By Carlos Valdez
LIMA (Reuters) – Scientists have unearthed an Inca-era tomb in the heart of Peru’s capital Lima, archaeologists said on Wednesday, a burial dug up under a working-class home and believed to hold noble remains wrapped in cloth alongside ceramics and fine ornaments.
Lead archeologist Julio Abanto told Reuters the 500-year-old tomb contains “multiple funerary bundles” tightly wrapped in cloth.
He said the entombed were likely elites from the Riricancho society, a culture that once populated present-day Lima before the powerful Inca came to rule a sprawling empire across the length of western South America in the 1400s.
Famed for their gold and sophisticated constructions, including the mountaintop royal retreat of Machu Picchu, the Inca were conquered by Spanish invaders in 1532.

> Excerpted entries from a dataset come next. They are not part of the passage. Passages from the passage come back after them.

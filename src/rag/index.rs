//! A committed index: vector file plus metadata files, opened together.

use crate::rag::meta_store::{MetaStore, MetaStoreError};
use crate::rag::vector_index::VectorIndex;
use crate::rag::vector_storage::{VectorStorage, VectorStorageError};
use crate::storage::StorageLayout;

#[derive(Debug, thiserror::Error)]
pub enum LoadError {
    #[error("metadata error: {0}")]
    Meta(#[from] MetaStoreError),

    #[error("vector storage error: {0}")]
    Vectors(#[from] VectorStorageError),

    #[error("index is misaligned: {records} metadata records but {vectors} vectors")]
    Misaligned { records: usize, vectors: usize },
}

/// Either a usable index or the signal that one has to be built.
pub enum LoadOutcome {
    Found(RagIndex),
    NotFound,
}

/// Vector index and metadata store whose slots line up one to one.
pub struct RagIndex {
    pub vectors: VectorIndex,
    pub meta: MetaStore,
}

impl RagIndex {
    /// Load the committed index in `layout`.
    ///
    /// Missing files, vectors written by a different model and vectors left
    /// over from another commit come back as [`LoadOutcome::NotFound`];
    /// damaged files are errors.
    pub fn load(layout: &StorageLayout, model_id: &[u8; 32]) -> Result<LoadOutcome, LoadError> {
        if !layout.is_complete() {
            log::info!("no index found in {}", layout.dir().display());
            return Ok(LoadOutcome::NotFound);
        }

        let mut meta = match MetaStore::open(&layout.meta_log(), &layout.meta_idx()) {
            Ok(meta) => meta,
            Err(MetaStoreError::Missing(_)) => return Ok(LoadOutcome::NotFound),
            Err(e) => return Err(e.into()),
        };
        let fingerprint = meta.fingerprint()?;

        let vectors = match VectorStorage::new(layout.vectors()).load(model_id, fingerprint) {
            Ok(vectors) => vectors,
            Err(VectorStorageError::ModelMismatch) => {
                log::warn!("stored vectors were produced by a different model, index needs a rebuild");
                return Ok(LoadOutcome::NotFound);
            }
            Err(VectorStorageError::MetadataMismatch) => {
                log::warn!("stored vectors do not match the metadata files, index needs a rebuild");
                return Ok(LoadOutcome::NotFound);
            }
            Err(VectorStorageError::Missing(_)) => return Ok(LoadOutcome::NotFound),
            Err(e) => return Err(e.into()),
        };

        let index = Self::pair(vectors, meta)?;
        log::info!("loaded index with {} slots", index.len());
        Ok(LoadOutcome::Found(index))
    }

    /// Attach freshly opened metadata to an in-memory vector index.
    pub fn open_with(layout: &StorageLayout, vectors: VectorIndex) -> Result<Self, LoadError> {
        let meta = MetaStore::open(&layout.meta_log(), &layout.meta_idx())?;
        Self::pair(vectors, meta)
    }

    fn pair(vectors: VectorIndex, meta: MetaStore) -> Result<Self, LoadError> {
        if meta.len() != vectors.len() {
            return Err(LoadError::Misaligned {
                records: meta.len(),
                vectors: vectors.len(),
            });
        }
        Ok(Self { vectors, meta })
    }

    /// Number of slots.
    pub fn len(&self) -> usize {
        self.meta.len()
    }

    pub fn is_empty(&self) -> bool {
        self.meta.is_empty()
    }
}

#[cfg(test)]
mod tests {
    use super::*;
    use crate::rag::builder::IndexBuilder;
    use crate::rag::chunking::Chunk;
    use crate::rag::embeddings::Embedder;
    use crate::tests::MockEmbedder;

    fn build(layout: &StorageLayout, embedder: &MockEmbedder) {
        IndexBuilder::new(embedder, layout, 4)
            .build(vec![
                Chunk::new("d1", 0, "note.md", "test0"),
                Chunk::new("d1", 1, "note.md", "test1"),
            ])
            .unwrap();
    }

    #[test]
    fn test_empty_dir_is_not_found() {
        let tmp = tempfile::tempdir().unwrap();
        let layout = StorageLayout::new(tmp.path()).unwrap();

        let outcome = RagIndex::load(&layout, &[0u8; 32]).unwrap();
        assert!(matches!(outcome, LoadOutcome::NotFound));
    }

    #[test]
    fn test_load_after_build() {
        let tmp = tempfile::tempdir().unwrap();
        let layout = StorageLayout::new(tmp.path()).unwrap();
        let embedder = MockEmbedder::new(4);
        build(&layout, &embedder);

        match RagIndex::load(&layout, &embedder.model_id_hash()).unwrap() {
            LoadOutcome::Found(mut index) => {
                assert_eq!(index.len(), 2);
                assert_eq!(index.vectors.len(), 2);
                assert_eq!(index.meta.get(1).unwrap().text, "test1");
            }
            LoadOutcome::NotFound => panic!("index should load"),
        }
    }

    #[test]
    fn test_other_model_is_not_found() {
        let tmp = tempfile::tempdir().unwrap();
        let layout = StorageLayout::new(tmp.path()).unwrap();
        build(&layout, &MockEmbedder::new(4));

        let other = MockEmbedder::named("other-model", 4);
        let outcome = RagIndex::load(&layout, &other.model_id_hash()).unwrap();
        assert!(matches!(outcome, LoadOutcome::NotFound));
    }

    #[test]
    fn test_truncated_offset_index_is_not_found() {
        let tmp = tempfile::tempdir().unwrap();
        let layout = StorageLayout::new(tmp.path()).unwrap();
        let embedder = MockEmbedder::new(4);
        build(&layout, &embedder);

        let bytes = std::fs::read(layout.meta_idx()).unwrap();
        std::fs::write(layout.meta_idx(), &bytes[..8]).unwrap();

        let outcome = RagIndex::load(&layout, &embedder.model_id_hash()).unwrap();
        assert!(matches!(outcome, LoadOutcome::NotFound));
    }

    #[test]
    fn test_metadata_from_newer_commit_is_not_found() {
        let tmp = tempfile::tempdir().unwrap();
        let layout = StorageLayout::new(tmp.path()).unwrap();
        let embedder = MockEmbedder::new(4);
        build(&layout, &embedder);
        let old_vectors = std::fs::read(layout.vectors()).unwrap();

        // same slot count, different records
        IndexBuilder::new(&embedder, &layout, 4)
            .build(vec![
                Chunk::new("d2", 0, "other.md", "test1"),
                Chunk::new("d2", 1, "other.md", "test0"),
            ])
            .unwrap();
        std::fs::write(layout.vectors(), old_vectors).unwrap();

        let outcome = RagIndex::load(&layout, &embedder.model_id_hash()).unwrap();
        assert!(matches!(outcome, LoadOutcome::NotFound));
    }

    #[test]
    fn test_open_with_rejects_length_mismatch() {
        let tmp = tempfile::tempdir().unwrap();
        let layout = StorageLayout::new(tmp.path()).unwrap();
        build(&layout, &MockEmbedder::new(4));

        let mut vectors = VectorIndex::new(4);
        vectors.add(&[vec![1.0, 0.0, 0.0, 0.0]]).unwrap();

        let result = RagIndex::open_with(&layout, vectors);
        assert!(matches!(
            result,
            Err(LoadError::Misaligned {
                records: 2,
                vectors: 1
            })
        ));
    }
}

Hipolito Tica, the owner of the house in Lima, said in an interview he was overcome with emotion at the surprise find.
“It’s amazing. I really have no other words to describe it,” he said, expressing a hope that future generations in the working-class San Juan de Lurigancho neighborhood will better appreciate the rich history all around them.
Excavations began last month after Tica’s reconstruction plans for his property triggered a required archeological survey in a Lima district known for hundreds of past archaeological finds from cultures that developed before and after the Inca.